For nearly 150 years, the school over which he presided managed to avoid any controversies related to its namesake and former president. But with the August 2017 white supremicist rallies and riots in Charlottesville, Virginia and the reaction of President Donald Trump — “You also had some very fine people on both sides” — had come new and, in some quarters, unwelcome scrutiny over the enduring presence in the south of memorials to the Lost Cause. And nowhere was that presence more deeply ingrained than in Lexington, Virginia on the campus of Washington and Lee, at whose spiritual core sat the memorial chapel in which lay in eternal repose the remains of one Robert E. Lee. Unlike any of his predecessors, Dudley understood that this time he’d have to deal with the school’s Robert E. Lee problem. He believed he had a path toward a solution, and that it began with Ted DeLaney.

“No one has a more penetrating sense of W&L’s history and character than Professor DeLaney,” wrote the school’s provost Marc Conner in W&L’s official magazine The Columns. Now 75 years old and semi-retired, DeLaney grew up in the black neighborhood of a then heavily-segregated Lexington and has a relationship to W&L unlike any other. He started as a custodian in the early 1960s and spent twenty years as a lab technician in the school’s biology department. He then enrolled as an undergraduate, graduating cum laude in 1985 at the age of 40; he later returned as a professor in the history department where he taught courses on such subjects as Comparative Slavery in the Western Hemisphere, African American history, Civil Rights and Gay and Lesbian history.

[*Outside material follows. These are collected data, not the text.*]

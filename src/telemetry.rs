//! Structured logging setup.
//!
//! Log level is controlled via `RUST_LOG` (default `larder=info`). The sync
//! engine logs swallowed failures at `warn` and per-operation progress at
//! `debug`, so diagnostics never depend on errors reaching the caller.

use tracing_subscriber::{layer::SubscriberExt, util::SubscriberInitExt, EnvFilter};

/// Initialize the global tracing subscriber. Call once from the binary;
/// a second call is a no-op rather than a panic.
pub fn init_tracing() {
    let filter = EnvFilter::try_from_default_env().unwrap_or_else(|_| EnvFilter::new("larder=info"));
    let _ = tracing_subscriber::registry()
        .with(filter)
        .with(tracing_subscriber::fmt::layer().with_target(false))
        .try_init();
}
//! Configuration Management
//!
//! Loads crate configuration from a TOML file. Configuration covers:
//! - Remote backend (endpoint, auth token)
//! - Sync behavior (interval, pull-after-partial-failure)
//! - Expiration alerts (warning offsets, daily reminder time)
//! - Local storage location

use std::path::PathBuf;
use std::time::Duration;

use anyhow::{Context, Result};
use chrono::NaiveTime;
use serde::{Deserialize, Serialize};

use crate::engine::SyncConfig;
use crate::scheduler::AlertConfig;

#[derive(Debug, Clone, Serialize, Deserialize)]
pub struct LarderConfig {
    #[serde(default = "default_endpoint")]
    pub endpoint: String,
    pub auth_token: Option<String>,

    /// Current user id from the identity provider. The core only consumes
    /// this value; it never authenticates.
    pub user_id: Option<String>,

    /// Override for the local data directory (default: platform data dir).
    pub data_dir: Option<PathBuf>,

    #[serde(default)]
    pub sync: SyncFileConfig,

    #[serde(default)]
    pub alerts: AlertFileConfig,
}

#[derive(Debug, Clone, Serialize, Deserialize)]
pub struct SyncFileConfig {
    /// Seconds between periodic sync cycles.
    #[serde(default = "default_sync_interval")]
    pub interval_secs: u64,
    /// Run the pull phase even when some drains failed (the default).
    /// Disabling avoids overwriting a local edit whose push failed, at the
    /// cost of staler reads until the retry succeeds.
    #[serde(default = "default_true")]
    pub pull_after_partial_failure: bool,
}

impl Default for SyncFileConfig {
    fn default() -> Self {
        Self {
            interval_secs: default_sync_interval(),
            pull_after_partial_failure: true,
        }
    }
}

#[derive(Debug, Clone, Serialize, Deserialize)]
pub struct AlertFileConfig {
    /// Days before expiration to warn, e.g. [1, 3, 7].
    #[serde(default = "default_offsets")]
    pub warning_offsets_days: Vec<i64>,
    /// Clock time (UTC) for future-dated alerts.
    #[serde(default = "default_reminder_time")]
    pub reminder_time: NaiveTime,
}

impl Default for AlertFileConfig {
    fn default() -> Self {
        Self {
            warning_offsets_days: default_offsets(),
            reminder_time: default_reminder_time(),
        }
    }
}

fn default_endpoint() -> String {
    "https://api.larder.app".to_string()
}
fn default_sync_interval() -> u64 {
    300
}
fn default_true() -> bool {
    true
}
fn default_offsets() -> Vec<i64> {
    vec![1, 3]
}
fn default_reminder_time() -> NaiveTime {
    NaiveTime::from_hms_opt(9, 0, 0).expect("valid constant time")
}

impl Default for LarderConfig {
    fn default() -> Self {
        Self {
            endpoint: default_endpoint(),
            auth_token: None,
            user_id: None,
            data_dir: None,
            sync: SyncFileConfig::default(),
            alerts: AlertFileConfig::default(),
        }
    }
}

impl LarderConfig {
    /// Load configuration from an explicit path, or from the platform config
    /// dir (`~/.config/larder/larder.toml`). A missing file yields defaults;
    /// a malformed file is an error.
    pub fn load(path: Option<PathBuf>) -> Result<Self> {
        let path = match path {
            Some(p) => p,
            None => match default_config_path() {
                Some(p) => p,
                None => return Ok(Self::default()),
            },
        };

        if !path.exists() {
            return Ok(Self::default());
        }

        let raw = std::fs::read_to_string(&path)
            .with_context(|| format!("Failed to read config at {}", path.display()))?;
        let config: Self = toml::from_str(&raw)
            .with_context(|| format!("Invalid config at {}", path.display()))?;
        Ok(config)
    }

    pub fn sync_interval(&self) -> Duration {
        Duration::from_secs(self.sync.interval_secs)
    }

    pub fn sync_config(&self) -> SyncConfig {
        SyncConfig {
            pull_after_partial_failure: self.sync.pull_after_partial_failure,
        }
    }

    pub fn alert_config(&self) -> AlertConfig {
        AlertConfig {
            warning_offsets_days: self.alerts.warning_offsets_days.clone(),
            reminder_time: self.alerts.reminder_time,
        }
    }
}

fn default_config_path() -> Option<PathBuf> {
    dirs::config_dir().map(|d| d.join("larder").join("larder.toml"))
}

President Dudley’s post-Charlottesville plan was to form a commission whose unenviable task would necessitate separating the myths of Robert E. Lee from the facts of his life. It would gather opinions on Lee and his legacy from the W&L community, whose constituents often contradicted each other. “W&L is a fortress of white privilege,” one alumnus would seethe during an open conference call for the school’s graduates hosted by the commission. Another would lay out the stakes in clear and troubling terms: “If the president and the board don’t heed the final recommendations of the Commission, the university will attract tourists like Dylan Roof.”

The commission would have twelve members, drawn from W&L professors, faculty, current students, and alumni. More than examining the connection between Lee and the school, Dudley wanted recommendations on ways of restructuring the Lee narrative in the wake of the nation’s renewed attention to race, history and justice. He asked Ted DeLaney to join it, and DeLaney quickly agreed.

In many ways, DeLaney’s life had been preparing him for this moment. For over thirty years, he’d wandered in the shadows cast by Confederate monuments and statues in his hometown. He’d attended convocations and welcome addresses at Lee Chapel and sat in pews built atop Robert E. Lee’s family crypt. His tolerance had been tested and fortified by each indignity he’d silently suffered and every display of hagiographic admiration he’d witnessed his friends, colleagues and students display toward Robert E. Lee. He was both fired up and exhausted; reluctant and motivated to finally take on the legacy of a Confederate god who’d haunted him all his life.

In a way, W&L was Lee's legacy, the way to ensure his name would be enshrined and that for better or for worse, he would be remembered.

Maybe he shouldn't be, and I'm glad the university that bears his name and frankly its shame is coming to terms with it 150 years later.